Would you return the complete listing below word for word?

**** Provided entries

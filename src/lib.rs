//! # primshard
//!
//! A concurrent map over primitive keys and values, sharded into
//! independently locked buckets.
//!
//! Every key is routed to one bucket by a pure hash function. Each bucket
//! owns its own hash table behind a read-write lock, so threads working on
//! different buckets never contend. Keys and values are stored unboxed: a
//! [`LongLongMap`] is a set of `hashbrown` tables of `(i64, i64)`.
//!
//! ## Features
//!
//! - **Sharded locking**: one reader-writer lock per bucket, no map-wide lock
//! - **Two lock modes**: park the thread ([`LockMode::Blocking`]) or spin on
//!   try-lock ([`LockMode::BusyWaiting`])
//! - **Deterministic routing**: boxed and bare keys pick the same bucket
//! - **Default values**: absent keys read as a configured value
//! - **Statistics**: per-bucket sizes, operation and lock counters
//!
//! ## Example
//!
//! ```rust
//! use primshard::{LockMode, LongLongMap, ShardedMapBuilder};
//!
//! let map: LongLongMap = ShardedMapBuilder::new()
//!     .buckets(16)
//!     .initial_capacity(1_000)
//!     .load_factor(0.75)
//!     .mode(LockMode::Blocking)
//!     .default_value(-1)
//!     .build()?;
//!
//! assert_eq!(map.put(1, 10), -1);
//! assert_eq!(map.put(1, 11), 10);
//! assert_eq!(map.get(&1), 11);
//! assert_eq!(map.get(&2), -1);
//!
//! map.compute_if_present(&1, |_, v| v + 1);
//! assert_eq!(map.get(&1), 12);
//!
//! assert!(map.remove_if_equal(&1, &12));
//! assert!(map.is_empty());
//! # Ok::<(), primshard::Error>(())
//! ```
//!
//! ## Concurrency
//!
//! Operations on one key are linearized by its bucket lock. `len`,
//! `is_empty` and `clear` visit buckets one after another and are not atomic
//! snapshots of the whole map.

#![deny(missing_docs)]
#![warn(clippy::all)]

mod bucket;
/// Configuration and builder types.
pub mod config;
/// Error types.
pub mod error;
/// Bucket routing hash.
pub mod hash;
/// Iterator implementations.
pub mod iter;
mod lock;
/// Main ShardedMap implementation.
pub mod sharded_map;
/// Statistics and metrics collection.
pub mod stats;
/// Value equality.
pub mod value;

// Re-export main types
pub use config::{Config, LockMode, ShardedMapBuilder, MAX_BUCKETS};
pub use error::Error;
pub use hash::BucketKey;
pub use sharded_map::{
    IntIntMap, IntLongMap, LongIntMap, LongLongMap, LongObjectMap, ObjectIntMap, ObjectLongMap,
    ShardedMap,
};
pub use stats::{BucketDiagnostics, BucketOps, Diagnostics, Stats};
pub use value::MapValue;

********

**Problem solution**
filename src/lib.rs
//! # primshard
//!
//! A concurrent map over primitive keys and values, sharded into
//! independently locked buckets.
//!
//! Every key is routed to one bucket by a pure hash function. Each bucket
//! owns its own hash table behind a read-write lock, so threads working on
//! different buckets never contend. Keys and values are stored unboxed: a
//! [`LongLongMap`] is a set of `hashbrown` tables of `(i64, i64)`.
//!
//! ## Features
//!
//! - **Sharded locking**: one reader-writer lock per bucket, no map-wide lock
//! - **Two lock modes**: park the thread ([`LockMode::Blocking`]) or spin on
//!   try-lock ([`LockMode::BusyWaiting`])
//! - **Deterministic routing**: boxed and bare keys pick the same bucket
//! - **Default values**: absent keys read as a configured value
//! - **Statistics**: per-bucket sizes, operation and lock counters
//!
//! ## Example
//!
//! ```rust
//! use primshard::{LockMode, LongLongMap, ShardedMapBuilder};
//!
//! let map: LongLongMap = ShardedMapBuilder::new()
//!     .buckets(16)
//!     .initial_capacity(1_000)
//!     .load_factor(0.75)
//!     .mode(LockMode::Blocking)
//!     .default_value(-1)
//!     .build()?;
//!
//! assert_eq!(map.put(1, 10), -1);
//! assert_eq!(map.put(1, 11), 10);
//! assert_eq!(map.get(&1), 11);
//! assert_eq!(map.get(&2), -1);
//!
//! map.compute_if_present(&1, |_, v| v + 1);
//! assert_eq!(map.get(&1), 12);
//!
//! assert!(map.remove_if_equal(&1, &12));
//! assert!(map.is_empty());
//! # Ok::<(), primshard::Error>(())
//! ```
//!
//! ## Concurrency
//!
//! Operations on one key are linearized by its bucket lock. `len`,
//! `is_empty` and `clear` visit buckets one after another and are not atomic
//! snapshots of the whole map.

#![deny(missing_docs)]
#![warn(clippy::all)]

mod bucket;
/// Configuration and builder types.
pub mod config;
/// Error types.
pub mod error;
/// Bucket routing hash.
pub mod hash;
/// Iterator implementations.
pub mod iter;
mod lock;
/// Main ShardedMap implementation.
pub mod sharded_map;
/// Statistics and metrics collection.
pub mod stats;
/// Value equality.
pub mod value;

// Re-export main types
pub use config::{Config, LockMode, ShardedMapBuilder, MAX_BUCKETS};
pub use error::Error;
pub use hash::BucketKey;
pub use sharded_map::{
    IntIntMap, IntLongMap, LongIntMap, LongLongMap, LongObjectMap, ObjectIntMap, ObjectLongMap,
    ShardedMap,
};
pub use stats::{BucketDiagnostics, BucketOps, Diagnostics, Stats};
pub use value::MapValue;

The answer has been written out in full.